Two Launceston scientists have joined forces to study gut bacteria in elderly Tasmanians.
University of Tasmania associate professors Dr Katie Flanagan and Dr Rajaraman Eri received a 2018 Clifford Craig Foundation grant of $7000 to get their pilot study off the ground.
"We want to map out what happens to the microbiome in an ageing population in Tasmania and then figure out how that links in with susceptibility to inflammation and potentially to other diseases,” Dr Flanagan said.
“This is the first step in that project and Raj and I joined together because I was already doing research into the elderly and I was already looking at the whole inflammation and how it’s regulated in older people.
“So we were already collecting stool samples to do this study and we thought this fits in very beautifully with what he does because it’s kind of similar, works trying to figure out microbiome and what it’s doing systemically.”

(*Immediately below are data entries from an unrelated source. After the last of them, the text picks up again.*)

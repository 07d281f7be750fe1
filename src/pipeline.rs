// This Source Code Form is subject to the terms of the Mozilla Public
// License, v. 2.0. If a copy of the MPL was not distributed with this
// file, You can obtain one at http://mozilla.org/MPL/2.0/.

//! Wires the stages together: schedule, render in a bounded pool,
//! collect and order, assemble, encode.

use crossbeam::channel;

use animation::{AnimationEncoder, Assembler, Delays};
use collector::{Collector, Progress};
use config::Config;
use error::{Error, Result};
use pool::{CancelToken, WorkerPool};
use render::{FrameResult, Raster, Renderer};
use scheduler::{FrameTask, Scheduler};

/// The join point of the pool.  Submits every task from a scoped
/// thread while the calling thread collects, and returns only once
/// every worker has finished.  Should collection fail, the pool is
/// cancelled so that the remaining workers wind down.
pub fn execute<I, F, P>(
    pool: &WorkerPool,
    tasks: I,
    work: &F,
    collector: &Collector,
    progress: &mut P,
) -> Result<Vec<Raster>>
where
    I: IntoIterator + Send,
    I::Item: Send,
    F: Fn(I::Item, &CancelToken) -> Result<FrameResult> + Sync,
    P: Progress + ?Sized,
{
    let (sink, results) = channel::unbounded();
    let outcome = crossbeam::scope(|scope| {
        scope.spawn(move |scope| {
            let submitted = pool.run(scope, tasks, work, sink);
            debug!("submitted {} tasks", submitted);
        });
        let collected = collector.collect(&results, progress);
        if collected.is_err() {
            pool.cancel();
        }
        collected
    });
    match outcome {
        Ok(collected) => collected,
        Err(_) => Err(Error::WorkerPanicked),
    }
}

/// Renders every frame `config` describes and returns them in order.
/// An inverted sweep fails here, before any frame is scheduled.
pub fn render_frames<P>(config: &Config, progress: &mut P) -> Result<Vec<Raster>>
where
    P: Progress + ?Sized,
{
    let scheduler = Scheduler::new(config)?;
    if scheduler.is_empty() {
        return Ok(Vec::new());
    }
    info!(
        "rendering {} frames of {}x{} on up to {} threads",
        scheduler.len(),
        config.dimension,
        config.dimension,
        config.threads.max(1)
    );

    let renderer = Renderer::new(&config.palette, config.bailout, config.endpoints);
    let pool = WorkerPool::new(config.threads);
    let collector = Collector::new(scheduler.len()).with_timeout(config.frame_timeout);
    let work = |task: FrameTask, cancel: &CancelToken| {
        debug!("frame {}: exponent {}", task.sequence_index, task.exponent);
        renderer.render_until(&task, cancel)
    };
    let frames = execute(&pool, scheduler.tasks(), &work, &collector, progress)?;
    info!("rendered {} frames", frames.len());
    Ok(frames)
}

/// Runs the whole pipeline and hands the animation to `encoder`.
/// Returns the number of frames encoded, or `None` for a run with no
/// frames, in which case the encoder is never called.
pub fn run<E, P>(config: &Config, encoder: &mut E, progress: &mut P) -> Result<Option<usize>>
where
    E: AnimationEncoder + ?Sized,
    P: Progress + ?Sized,
{
    let frames = render_frames(config, progress)?;
    Assembler::new(Delays::Constant(config.delay), config.loop_count()).deliver(frames, encoder)
}

#[cfg(test)]
mod tests {
    use super::*;
    use animation::{Animation, LoopCount};
    use planes::Endpoints;
    use std::sync::atomic::{AtomicUsize, Ordering};
    use std::sync::Mutex;
    use std::thread;
    use std::time::Duration;

    #[derive(Default)]
    struct Recorder {
        calls: usize,
        frames: usize,
        loop_count: Option<LoopCount>,
    }

    impl AnimationEncoder for Recorder {
        fn encode(&mut self, animation: &Animation) -> Result<()> {
            self.calls += 1;
            self.frames = animation.frames.len();
            self.loop_count = Some(animation.loop_count);
            Ok(())
        }
    }

    fn small(frames: usize) -> Config {
        Config {
            dimension: 12,
            frames,
            iterations: 30,
            power_start: 2.0,
            power_end: 8.0,
            threads: 2,
            ..Config::default()
        }
    }

    #[test]
    fn inverted_range_renders_and_writes_nothing() {
        let config = Config {
            power_start: 8.0,
            power_end: 2.0,
            ..small(5)
        };
        let mut rec = Recorder::default();
        let mut updates = 0;
        match run(&config, &mut rec, &mut |_: usize, _: usize| updates += 1) {
            Err(Error::InvalidParameterRange { .. }) => {}
            other => panic!("expected InvalidParameterRange, got {:?}", other),
        }
        assert_eq!(updates, 0);
        assert_eq!(rec.calls, 0);
    }

    #[test]
    fn zero_frames_never_reach_the_encoder() {
        let mut rec = Recorder::default();
        let encoded = run(&small(0), &mut rec, &mut |_: usize, _: usize| {}).unwrap();
        assert_eq!(encoded, None);
        assert_eq!(rec.calls, 0);
    }

    #[test]
    fn every_frame_is_rendered_once() {
        let mut rec = Recorder::default();
        let mut last = (0, 0);
        let encoded = run(&small(6), &mut rec, &mut |done: usize, total: usize| {
            last = (done, total)
        })
        .unwrap();
        assert_eq!(encoded, Some(6));
        assert_eq!(rec.calls, 1);
        assert_eq!(rec.frames, 6);
        assert_eq!(rec.loop_count, Some(LoopCount::Finite(6)));
        assert_eq!(last, (6, 6));
    }

    #[test]
    fn pooled_frames_match_direct_renders() {
        let config = small(4);
        let frames = render_frames(&config, &mut |_: usize, _: usize| {}).unwrap();
        let scheduler = Scheduler::new(&config).unwrap();
        let renderer = Renderer::new(&config.palette, config.bailout, config.endpoints);
        for (task, frame) in scheduler.tasks().zip(frames) {
            let direct = renderer.render(&task).unwrap();
            assert_eq!(direct.raster.into_raw(), frame.into_raw());
        }
    }

    // Later frames finish first; the output order must not care.
    #[test]
    fn late_early_frames_still_come_out_in_order() {
        let config = Config {
            endpoints: Endpoints::Inclusive,
            ..small(4)
        };
        let scheduler = Scheduler::new(&config).unwrap();
        let renderer = Renderer::new(&config.palette, config.bailout, config.endpoints);
        let arrivals = Mutex::new(vec![]);
        let work = |task: FrameTask, cancel: &CancelToken| {
            thread::sleep(Duration::from_millis(40 * (4 - task.sequence_index) as u64));
            let result = renderer.render_until(&task, cancel);
            arrivals.lock().unwrap().push(task.sequence_index);
            result
        };
        let pool = WorkerPool::new(4);
        let frames = execute(
            &pool,
            scheduler.tasks(),
            &work,
            &Collector::new(4),
            &mut |_: usize, _: usize| {},
        )
        .unwrap();
        assert_eq!(*arrivals.lock().unwrap(), vec![3, 2, 1, 0]);
        assert_eq!(frames.len(), 4);
        for (task, frame) in scheduler.tasks().zip(frames) {
            let direct = renderer.render(&task).unwrap();
            assert_eq!(direct.raster.into_raw(), frame.into_raw());
        }
    }

    #[test]
    fn concurrency_stays_within_the_limit() {
        for limit in 1..4 {
            let config = small(8);
            let scheduler = Scheduler::new(&config).unwrap();
            let renderer = Renderer::new(&config.palette, config.bailout, config.endpoints);
            let running = AtomicUsize::new(0);
            let peak = AtomicUsize::new(0);
            let work = |task: FrameTask, cancel: &CancelToken| {
                let now = running.fetch_add(1, Ordering::SeqCst) + 1;
                peak.fetch_max(now, Ordering::SeqCst);
                thread::sleep(Duration::from_millis(10));
                let result = renderer.render_until(&task, cancel);
                running.fetch_sub(1, Ordering::SeqCst);
                result
            };
            let pool = WorkerPool::new(limit);
            let frames = execute(
                &pool,
                scheduler.tasks(),
                &work,
                &Collector::new(8),
                &mut |_: usize, _: usize| {},
            )
            .unwrap();
            assert_eq!(frames.len(), 8);
            assert!(peak.load(Ordering::SeqCst) <= limit);
            assert!(pool.permits().high_water() <= limit);
        }
    }

    #[test]
    fn a_panicking_worker_is_reported() {
        let config = small(3);
        let scheduler = Scheduler::new(&config).unwrap();
        let renderer = Renderer::new(&config.palette, config.bailout, config.endpoints);
        let work = |task: FrameTask, cancel: &CancelToken| {
            if task.sequence_index == 1 {
                panic!("boom");
            }
            renderer.render_until(&task, cancel)
        };
        let pool = WorkerPool::new(2);
        let result = execute(
            &pool,
            scheduler.tasks(),
            &work,
            &Collector::new(3),
            &mut |_: usize, _: usize| {},
        );
        match result {
            Err(Error::WorkerPanicked) => {}
            other => panic!("expected WorkerPanicked, got {:?}", other),
        }
    }

    #[test]
    fn a_stuck_frame_times_out_and_the_rest_wind_down() {
        let config = Config {
            frame_timeout: Some(Duration::from_millis(50)),
            ..small(3)
        };
        let scheduler = Scheduler::new(&config).unwrap();
        let renderer = Renderer::new(&config.palette, config.bailout, config.endpoints);
        let work = |task: FrameTask, cancel: &CancelToken| {
            if task.sequence_index == 0 {
                while !cancel.is_cancelled() {
                    thread::sleep(Duration::from_millis(5));
                }
            }
            renderer.render_until(&task, cancel)
        };
        let pool = WorkerPool::new(3);
        let collector = Collector::new(3).with_timeout(config.frame_timeout);
        let result = execute(
            &pool,
            scheduler.tasks(),
            &work,
            &collector,
            &mut |_: usize, _: usize| {},
        );
        match result {
            Err(Error::StalledTask { total: 3, .. }) => {}
            other => panic!("expected StalledTask, got {:?}", other),
        }
        assert!(pool.cancel_token().is_cancelled());
    }
}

With those results, Dr Flanagan will look at the data that’s being generated in the lab from an immunological perspective.
“From one country to another, from one population to another with a different genetic background, we know that there are changes and we will then use the data to link in with the other study I’m doing where we’re characterising in very fine detail the immune system.
“Maybe further down the line, we’ll actually be able to manipulate the microbiome by giving it probiotics and prebiotics, so very simple things for people to be able to take, which can actually alter the immune status and improve and reduce susceptibility to inflammatory conditions.”
The microbiome is the hot topic in science around the globe at the moment.
“Humans are nothing but mobile bacteria, and recently, every major journal, including the top journals that study science and nature carry one article regarding this area, so it shows you how important this area is,” Dr Eri said.
“This is the first step in our studies, and the second is a very big ambitious plan to conduct clinical trials.”
Scientists around the world are looking at how the microbiome links in with a number of different medical conditions.
“Eventually there will come a time I think where we’ll be able to understand that better and then we’ll be able to intervene in a whole series of things,” Dr Flanagan said.
“Things like diabetes, maybe rheumatoid arthritis, inflammatory bowel disease, but also psychiatric conditions, like anxiety and depression, may be amenable to manipulation of the gut microbiome and may actually improve health outcomes from doing that.”